We maintain our corporate offices at 46 Berkeley Square, London W1J 5AT, United Kingdom. The office is comprised of 9,642 square feet. We do not have a formal, written lease for these offices. Up until June 30, 2003, rent was paid quarterly in advance to a property management company, Berkeley Square Ventures Limited, which in turn collects the rent for International Cellulose Company Limited ("ICCL"), the entity that holds the lease on the property. Subsequent to June 30, 2003, rent was paid directly to ICCL. In November 2001 ICCL was acquired by STG (Holdings) PLC ("STG"), a major shareholder of the Company.
We operate two Lifesyne scanning centers in London, one located at Ravenscourt Hospital, part of the Hammersmith Hospitals NHS Trust ("NHS Trust"), and our flagship center in Westminster. The Company has negotiated a lease covering Ravenscourt, which is currently unsigned. The property currently occupied is adequate for the current needs of the Company.

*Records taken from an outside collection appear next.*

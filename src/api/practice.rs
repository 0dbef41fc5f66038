//! Practice test API endpoints
//!
//! Test series:
//! - GET /api/practice/tests - List series (question bodies omitted)
//! - POST /api/practice/tests - Create series
//! - GET /api/practice/tests/{id} - Series with the answer key left out
//! - DELETE /api/practice/tests/{id}
//!
//! Sessions:
//! - POST /api/practice/sessions - Start a session for `seriesId`
//! - GET /api/practice/sessions/{id} - Current view, including the timer
//! - POST /api/practice/sessions/{id}/answer|clear|review|navigate|submit

use axum::{
    extract::State,
    routing::{get, post},
    Router,
};
use serde::Deserialize;
use uuid::Uuid;

use super::extract::{Actor, ApiJson, ApiPath, Paging};
use super::middleware::{ApiResult, AppState};
use super::responses::{ApiResponse, Deleted};
use crate::models::{
    CreateTestSeriesInput, PagedResult, TestSeries, TestSeriesDetail, TestSeriesSummary,
};
use crate::practice::{Navigation, SessionView};

#[derive(Debug, Deserialize)]
#[serde(rename_all = "camelCase")]
pub struct StartSessionRequest {
    pub series_id: i64,
}

#[derive(Debug, Deserialize)]
pub struct AnswerRequest {
    pub question: usize,
    pub option: usize,
}

#[derive(Debug, Deserialize)]
pub struct QuestionRequest {
    pub question: usize,
}

pub fn router() -> Router<AppState> {
    Router::new()
        .route("/tests", get(list_series).post(create_series))
        .route("/tests/{id}", get(get_series).delete(delete_series))
        .route("/sessions", post(start_session))
        .route("/sessions/{id}", get(get_session))
        .route("/sessions/{id}/answer", post(answer))
        .route("/sessions/{id}/clear", post(clear_answer))
        .route("/sessions/{id}/review", post(toggle_review))
        .route("/sessions/{id}/navigate", post(navigate))
        .route("/sessions/{id}/submit", post(submit))
}

async fn list_series(
    State(state): State<AppState>,
    Paging(params): Paging,
) -> ApiResult<ApiResponse<PagedResult<TestSeriesSummary>>> {
    Ok(ApiResponse::ok(state.practice_service.list_series(&params).await?))
}

async fn create_series(
    State(state): State<AppState>,
    actor: Actor,
    ApiJson(input): ApiJson<CreateTestSeriesInput>,
) -> ApiResult<ApiResponse<TestSeries>> {
    let series = state.practice_service.create_series(input, actor.as_str()).await?;
    Ok(ApiResponse::created(series))
}

async fn get_series(
    State(state): State<AppState>,
    ApiPath(id): ApiPath<i64>,
) -> ApiResult<ApiResponse<TestSeriesDetail>> {
    let series = state.practice_service.get_series(id).await?;
    Ok(ApiResponse::ok(TestSeriesDetail::from(&series)))
}

async fn delete_series(
    State(state): State<AppState>,
    ApiPath(id): ApiPath<i64>,
    actor: Actor,
) -> ApiResult<ApiResponse<Deleted>> {
    state.practice_service.delete_series(id, actor.as_str()).await?;
    Ok(ApiResponse::ok(Deleted::new(id)))
}

async fn start_session(
    State(state): State<AppState>,
    ApiJson(body): ApiJson<StartSessionRequest>,
) -> ApiResult<ApiResponse<SessionView>> {
    let view = state.practice_service.start_session(body.series_id).await?;
    Ok(ApiResponse::created(view))
}

async fn get_session(
    State(state): State<AppState>,
    ApiPath(id): ApiPath<Uuid>,
) -> ApiResult<ApiResponse<SessionView>> {
    Ok(ApiResponse::ok(state.practice_service.get_session(id).await?))
}

async fn answer(
    State(state): State<AppState>,
    ApiPath(id): ApiPath<Uuid>,
    ApiJson(body): ApiJson<AnswerRequest>,
) -> ApiResult<ApiResponse<SessionView>> {
    let view = state
        .practice_service
        .answer(id, body.question, body.option)
        .await?;
    Ok(ApiResponse::ok(view))
}

async fn clear_answer(
    State(state): State<AppState>,
    ApiPath(id): ApiPath<Uuid>,
    ApiJson(body): ApiJson<QuestionRequest>,
) -> ApiResult<ApiResponse<SessionView>> {
    Ok(ApiResponse::ok(state.practice_service.clear(id, body.question).await?))
}

async fn toggle_review(
    State(state): State<AppState>,
    ApiPath(id): ApiPath<Uuid>,
    ApiJson(body): ApiJson<QuestionRequest>,
) -> ApiResult<ApiResponse<SessionView>> {
    Ok(ApiResponse::ok(state.practice_service.review(id, body.question).await?))
}

async fn navigate(
    State(state): State<AppState>,
    ApiPath(id): ApiPath<Uuid>,
    ApiJson(navigation): ApiJson<Navigation>,
) -> ApiResult<ApiResponse<SessionView>> {
    Ok(ApiResponse::ok(state.practice_service.navigate(id, navigation).await?))
}

async fn submit(
    State(state): State<AppState>,
    ApiPath(id): ApiPath<Uuid>,
) -> ApiResult<ApiResponse<SessionView>> {
    Ok(ApiResponse::ok(state.practice_service.submit(id).await?))
}

#[cfg(test)]
mod tests {
    use crate::api::test_support::test_server;
    use axum::http::StatusCode;
    use axum_test::TestServer;
    use serde_json::{json, Value};

    async fn create_series(server: &TestServer) -> i64 {
        let response = server
            .post("/api/practice/tests")
            .json(&json!({
                "title": "Ownership quiz",
                "durationMinutes": 15,
                "marksPerQuestion": 2.0,
                "negativeMarks": 0.5,
                "questions": [
                    { "prompt": "Is String Copy?", "options": ["yes", "no"], "correctOption": 1 },
                    { "prompt": "Is i32 Copy?", "options": ["yes", "no"], "correctOption": 0 }
                ]
            }))
            .await;
        assert_eq!(response.status_code(), StatusCode::CREATED);
        response.json::<Value>()["data"]["id"].as_i64().unwrap()
    }

    #[tokio::test]
    async fn test_practice_session_flow() {
        let server = test_server().await;
        let series_id = create_series(&server).await;

        let response = server.get("/api/practice/tests").await;
        let listed = response.json::<Value>()["data"]["items"][0].clone();
        assert_eq!(listed["questionCount"], 2);
        assert!(listed.get("questions").is_none());

        let response = server.get(&format!("/api/practice/tests/{}", series_id)).await;
        assert_eq!(response.status_code(), StatusCode::OK);
        let detail = response.json::<Value>()["data"].clone();
        assert_eq!(detail["questions"][1]["prompt"], "Is i32 Copy?");
        assert_eq!(detail["questions"][1]["options"], json!(["yes", "no"]));
        assert!(detail["questions"][0].get("correctOption").is_none());
        assert!(detail["questions"][1].get("correctOption").is_none());

        let response = server
            .post("/api/practice/sessions")
            .json(&json!({ "seriesId": series_id }))
            .await;
        assert_eq!(response.status_code(), StatusCode::CREATED);
        let view = response.json::<Value>()["data"].clone();
        assert!(view["questions"][0].get("correctOption").is_none());
        assert_eq!(view["questions"][0]["status"], "notAnswered");
        let session = view["id"].as_str().unwrap().to_string();

        server
            .post(&format!("/api/practice/sessions/{}/answer", session))
            .json(&json!({ "question": 0, "option": 1 }))
            .await;
        let view = server
            .post(&format!("/api/practice/sessions/{}/navigate", session))
            .json(&json!({ "direction": "next" }))
            .await
            .json::<Value>()["data"]
            .clone();
        assert_eq!(view["current"], 1);

        let view = server
            .post(&format!("/api/practice/sessions/{}/review", session))
            .json(&json!({ "question": 1 }))
            .await
            .json::<Value>()["data"]
            .clone();
        assert_eq!(view["questions"][1]["status"], "markedForReview");

        let view = server
            .post(&format!("/api/practice/sessions/{}/submit", session))
            .await
            .json::<Value>()["data"]
            .clone();
        assert_eq!(view["submitted"], true);
        assert_eq!(view["report"]["correct"], 1);
        assert_eq!(view["report"]["unanswered"], 1);
        assert_eq!(view["report"]["score"], 2.0);

        let response = server
            .post(&format!("/api/practice/sessions/{}/answer", session))
            .json(&json!({ "question": 1, "option": 0 }))
            .await;
        assert_eq!(response.status_code(), StatusCode::CONFLICT);

        let response = server.get(&format!("/api/practice/sessions/{}", session)).await;
        assert_eq!(response.json::<Value>()["data"]["submitted"], true);
    }

    #[tokio::test]
    async fn test_practice_errors() {
        let server = test_server().await;
        let series_id = create_series(&server).await;

        let response = server
            .post("/api/practice/sessions")
            .json(&json!({ "seriesId": 999 }))
            .await;
        assert_eq!(response.status_code(), StatusCode::NOT_FOUND);

        let response = server.get("/api/practice/sessions/not-a-uuid").await;
        assert_eq!(response.status_code(), StatusCode::BAD_REQUEST);

        let session = server
            .post("/api/practice/sessions")
            .json(&json!({ "seriesId": series_id }))
            .await
            .json::<Value>()["data"]["id"]
            .as_str()
            .unwrap()
            .to_string();
        let response = server
            .post(&format!("/api/practice/sessions/{}/navigate", session))
            .json(&json!({ "index": 7 }))
            .await;
        assert_eq!(response.status_code(), StatusCode::BAD_REQUEST);

        let response = server
            .post("/api/practice/tests")
            .json(&json!({ "title": "Empty", "durationMinutes": 10, "questions": [] }))
            .await;
        assert_eq!(response.status_code(), StatusCode::BAD_REQUEST);

        let response = server.delete(&format!("/api/practice/tests/{}", series_id)).await;
        assert_eq!(response.status_code(), StatusCode::OK);
    }
}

ITEM 3. LEGAL PROCEEDINGS.
On January 23, 2002, Chess Ventures LLC ("Chess") commenced a lawsuit against us in the Chancery Court of Delaware, seeking an order to compel us to remove restrictive legends from share certificates owned by Chess so that Chess could sell the shares represented by these certificates pursuant to Rule 144 under the Securities Act of 1933 ("Rule 144"). Chess also claimed money damages due to our failure to remove the legends. We filed a defense and counterclaim to this claim and subsequently instructed our transfer agent to remove the restrictive legends on all applicable certificates (including those held by Chess) should proper requests be made by the holders thereof in accordance with Rule 144. On June 4, 2002, we entered into a Settlement Agreement with Chess in which we agreed to pay a nominal sum to Chess. Neither party made any admission of liability, and each party fully released any claims it may have had against the other party. The lawsuit was subsequently dismissed.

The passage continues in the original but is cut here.